**The problem**. Which lines of the entries below include "LoginRequest"? List them all.

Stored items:
Start of Block

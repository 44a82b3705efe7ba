//! Client-side data layer of the Semillero research-group portal: a paced,
//! retrying HTTP client for the portal's REST API and typed services for
//! authentication, projects, assignments, submissions, events and resources.

pub mod config;
pub mod models;
pub mod portal;
pub mod services;
pub mod utils;

pub use config::{ApiConfig, Config};
pub use models::envelope::ResponseEnvelope;
pub use models::error::AppError;
pub use portal::Portal;
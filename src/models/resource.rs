use super::envelope::null_as_default;
use chrono::{DateTime, Utc};
use serde::{Deserialize, Serialize};
use serde_json::{Map, Value};

/// Shared learning material (papers, datasets, templates).
#[derive(Debug, Clone, Default, PartialEq, Serialize, Deserialize)]
#[serde(rename_all = "camelCase")]
pub struct Resource {
    #[serde(default, skip_serializing_if = "Option::is_none")]
    pub id: Option<String>,
    #[serde(default, deserialize_with = "null_as_default")]
    pub title: String,
    #[serde(default, deserialize_with = "null_as_default")]
    pub description: String,
    #[serde(default, skip_serializing_if = "Option::is_none")]
    pub file_name: Option<String>,
    #[serde(default, skip_serializing_if = "Option::is_none")]
    pub created_at: Option<DateTime<Utc>>,
    #[serde(flatten)]
    pub extra: Map<String, Value>,
}
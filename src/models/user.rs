use super::envelope::null_as_default;
use chrono::{DateTime, Utc};
use serde::{Deserialize, Serialize};
use serde_json::{Map, Value};

/// Role of a portal member, as sent by the backend.
#[derive(Debug, Clone, Copy, PartialEq, Eq, Serialize, Deserialize)]
pub enum Role {
    #[serde(rename = "estudiante")]
    Student,
    #[serde(rename = "docente")]
    Teacher,
    #[serde(rename = "admin")]
    Admin,
    #[serde(other)]
    Unknown,
}

impl Role {
    /// Teachers and admins manage assignments and grade submissions.
    pub fn is_staff(&self) -> bool {
        matches!(self, Self::Teacher | Self::Admin)
    }

}

#[derive(Debug, Clone, Default, PartialEq, Serialize, Deserialize)]
#[serde(rename_all = "camelCase")]
pub struct User {
    #[serde(default, skip_serializing_if = "Option::is_none")]
    pub id: Option<String>,
    #[serde(default, deserialize_with = "null_as_default")]
    pub name: String,
    #[serde(default, deserialize_with = "null_as_default")]
    pub email: String,
    #[serde(default, skip_serializing_if = "Option::is_none")]
    pub role: Option<Role>,
    #[serde(default, skip_serializing_if = "Option::is_none")]
    pub created_at: Option<DateTime<Utc>>,
    #[serde(flatten)]
    pub extra: Map<String, Value>,
}

impl User {
    pub fn has_role(&self, role: Role) -> bool {
        self.role == Some(role)
    }

    pub fn is_staff(&self) -> bool {
        self.role.is_some_and(|role| role.is_staff())
    }
}

#[derive(Clone, PartialEq, Serialize)]
pub struct LoginRequest {
    pub email: String,
    pub password: String,
}

impl std::fmt::Debug for LoginRequest {
    fn fmt(&self, f: &mut std::fmt::Formatter<'_>) -> std::fmt::Result {
        f.debug_struct("LoginRequest")
            .field("email", &self.email)
            .finish_non_exhaustive()
    }
}

#[derive(Clone, PartialEq, Serialize)]
pub struct RegisterRequest {
    pub name: String,
    pub email: String,
    pub password: String,
    #[serde(skip_serializing_if = "Option::is_none")]
    pub role: Option<Role>,
    #[serde(flatten)]
    pub extra: Map<String, Value>,
}

impl std::fmt::Debug for RegisterRequest {
    fn fmt(&self, f: &mut std::fmt::Formatter<'_>) -> std::fmt::Result {
        f.debug_struct("RegisterRequest")
            .field("name", &self.name)
            .field("email", &self.email)
            .field("role", &self.role)
            .finish_non_exhaustive()
    }
}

End of Block

**Completed task**.
pub struct LoginRequest {
impl std::fmt::Debug for LoginRequest {
        f.debug_struct("LoginRequest")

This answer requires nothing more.